What you need to do: Of the entries below, return exactly those lines that fall between the one containing "let status = response.status();" and the one containing "Turn an error", the two end lines included.
BEGIN Source data
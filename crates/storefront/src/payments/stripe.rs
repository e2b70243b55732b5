//! Stripe REST client.
//!
//! Requests are form-encoded with nested keys (`metadata[order_id]`) and
//! authenticated with the secret key as a bearer token. Creating intents
//! accepts an `Idempotency-Key` so a retried request cannot charge twice.

use async_trait::async_trait;
use reqwest::header::{AUTHORIZATION, HeaderMap, HeaderValue};
use secrecy::ExposeSecret;
use serde::Deserialize;
use serde::de::DeserializeOwned;
use tracing::{debug, instrument};

use super::{
    Customer, NewPaymentIntent, PaymentError, PaymentIntent, PaymentMethodDetails,
    PaymentProvider, SetupIntent,
};
use crate::config::StripeConfig;

const HEADER_IDEMPOTENCY: &str = "Idempotency-Key";

type Form = Vec<(String, String)>;

#[derive(Deserialize)]
struct ErrorEnvelope {
    error: ErrorBody,
}

#[derive(Deserialize)]
struct ErrorBody {
    #[serde(default)]
    message: Option<String>,
    #[serde(default)]
    code: Option<String>,
}

/// Stripe API client.
#[derive(Clone)]
pub struct StripeClient {
    client: reqwest::Client,
    api_base: String,
}

impl StripeClient {
    /// Create a new Stripe client.
    ///
    /// # Errors
    ///
    /// Returns error if the secret key is not a valid header value or the
    /// HTTP client fails to build.
    pub fn new(config: &StripeConfig) -> Result<Self, PaymentError> {
        let mut headers = HeaderMap::new();

        let mut auth_value =
            HeaderValue::from_str(&format!("Bearer {}", config.secret_key.expose_secret()))
                .map_err(|e| PaymentError::Parse(format!("Invalid API key format: {e}")))?;
        auth_value.set_sensitive(true);
        headers.insert(AUTHORIZATION, auth_value);

        let client = reqwest::Client::builder()
            .default_headers(headers)
            .build()?;

        Ok(Self {
            client,
            api_base: config.api_base.clone(),
        })
    }

    async fn post<T: DeserializeOwned>(
        &self,
        path: &str,
        form: &Form,
        idempotency_key: Option<&str>,
    ) -> Result<T, PaymentError> {
        let mut request = self
            .client
            .post(format!("{}{path}", self.api_base))
            .form(form);
        if let Some(key) = idempotency_key {
            request = request.header(HEADER_IDEMPOTENCY, key);
        }
        read_response(request.send().await?).await
    }

    async fn get<T: DeserializeOwned>(&self, path: &str) -> Result<T, PaymentError> {
        let response = self
            .client
            .get(format!("{}{path}", self.api_base))
            .send()
            .await?;
        read_response(response).await
    }
}

async fn read_response<T: DeserializeOwned>(
    response: reqwest::Response,
) -> Result<T, PaymentError> {
    let status = response.status();
    let body = response.text().await?;

    if !status.is_success() {
        return Err(parse_error(status.as_u16(), &body));
    }

    serde_json::from_str(&body).map_err(|e| PaymentError::Parse(e.to_string()))
}

/// Turn an error response body into [`PaymentError::Provider`].
fn parse_error(status: u16, body: &str) -> PaymentError {
    match serde_json::from_str::<ErrorEnvelope>(body) {
        Ok(envelope) => PaymentError::Provider {
            status,
            message: envelope
                .error
                .message
                .unwrap_or_else(|| "The payment could not be processed".to_string()),
            code: envelope.error.code,
        },
        Err(_) => PaymentError::Provider {
            status,
            message: "The payment could not be processed".to_string(),
            code: None,
        },
    }
}

/// Form fields for creating a payment intent.
fn intent_form(params: &NewPaymentIntent) -> Form {
    let mut form = vec![
        ("amount".to_string(), params.amount.to_string()),
        ("currency".to_string(), params.currency.as_lower().to_string()),
        ("metadata[order_id]".to_string(), params.order_id.clone()),
    ];
    if let Some(customer) = &params.customer {
        form.push(("customer".to_string(), customer.clone()));
    }
    if params.setup_future_usage {
        form.push(("setup_future_usage".to_string(), "off_session".to_string()));
    }
    match &params.payment_method {
        Some(payment_method) => {
            form.push(("payment_method".to_string(), payment_method.clone()));
            form.push(("confirm".to_string(), "true".to_string()));
            if params.off_session {
                form.push(("off_session".to_string(), "true".to_string()));
            }
        }
        None => {
            form.push((
                "automatic_payment_methods[enabled]".to_string(),
                "true".to_string(),
            ));
        }
    }
    form
}

fn path_segment(id: &str) -> String {
    urlencoding::encode(id).into_owned()
}

#[async_trait]
impl PaymentProvider for StripeClient {
    #[instrument(skip(self, email))]
    async fn create_customer(&self, email: &str) -> Result<Customer, PaymentError> {
        let form = vec![("email".to_string(), email.to_string())];
        self.post("/customers", &form, None).await
    }

    #[instrument(skip(self, params), fields(amount = params.amount, order_id = %params.order_id))]
    async fn create_payment_intent(
        &self,
        params: &NewPaymentIntent,
    ) -> Result<PaymentIntent, PaymentError> {
        let form = intent_form(params);
        let intent: PaymentIntent = self
            .post("/payment_intents", &form, params.idempotency_key.as_deref())
            .await?;
        debug!(intent_id = %intent.id, status = %intent.status, "Created payment intent");
        Ok(intent)
    }

    #[instrument(skip(self))]
    async fn confirm_payment_intent(
        &self,
        intent_id: &str,
        payment_method: &str,
    ) -> Result<PaymentIntent, PaymentError> {
        let form = vec![("payment_method".to_string(), payment_method.to_string())];
        self.post(
            &format!("/payment_intents/{}/confirm", path_segment(intent_id)),
            &form,
            None,
        )
        .await
    }

    #[instrument(skip(self))]
    async fn retrieve_payment_intent(
        &self,
        intent_id: &str,
    ) -> Result<PaymentIntent, PaymentError> {
        self.get(&format!("/payment_intents/{}", path_segment(intent_id)))
            .await
    }

    #[instrument(skip(self))]
    async fn create_setup_intent(
        &self,
        customer: Option<&str>,
    ) -> Result<SetupIntent, PaymentError> {
        let mut form = vec![("usage".to_string(), "off_session".to_string())];
        if let Some(customer) = customer {
            form.push(("customer".to_string(), customer.to_string()));
        }
        self.post("/setup_intents", &form, None).await
    }

    #[instrument(skip(self))]
    async fn confirm_setup_intent(
        &self,
        intent_id: &str,
        payment_method: &str,
    ) -> Result<SetupIntent, PaymentError> {
        let form = vec![("payment_method".to_string(), payment_method.to_string())];
        self.post(
            &format!("/setup_intents/{}/confirm", path_segment(intent_id)),
            &form,
            None,
        )
        .await
    }

    #[instrument(skip(self))]
    async fn retrieve_payment_method(
        &self,
        payment_method: &str,
    ) -> Result<PaymentMethodDetails, PaymentError> {
        self.get(&format!("/payment_methods/{}", path_segment(payment_method)))
            .await
    }

    #[instrument(skip(self))]
    async fn attach_payment_method(
        &self,
        payment_method: &str,
        customer: &str,
    ) -> Result<PaymentMethodDetails, PaymentError> {
        let form = vec![("customer".to_string(), customer.to_string())];
        self.post(
            &format!("/payment_methods/{}/attach", path_segment(payment_method)),
            &form,
            None,
        )
        .await
    }
}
END Source data
Task output:
    let status = response.status();
    let body = response.text().await?;

    if !status.is_success() {
        return Err(parse_error(status.as_u16(), &body));
    }

    serde_json::from_str(&body).map_err(|e| PaymentError::Parse(e.to_string()))
}

/// Turn an error response body into [`PaymentError::Provider`].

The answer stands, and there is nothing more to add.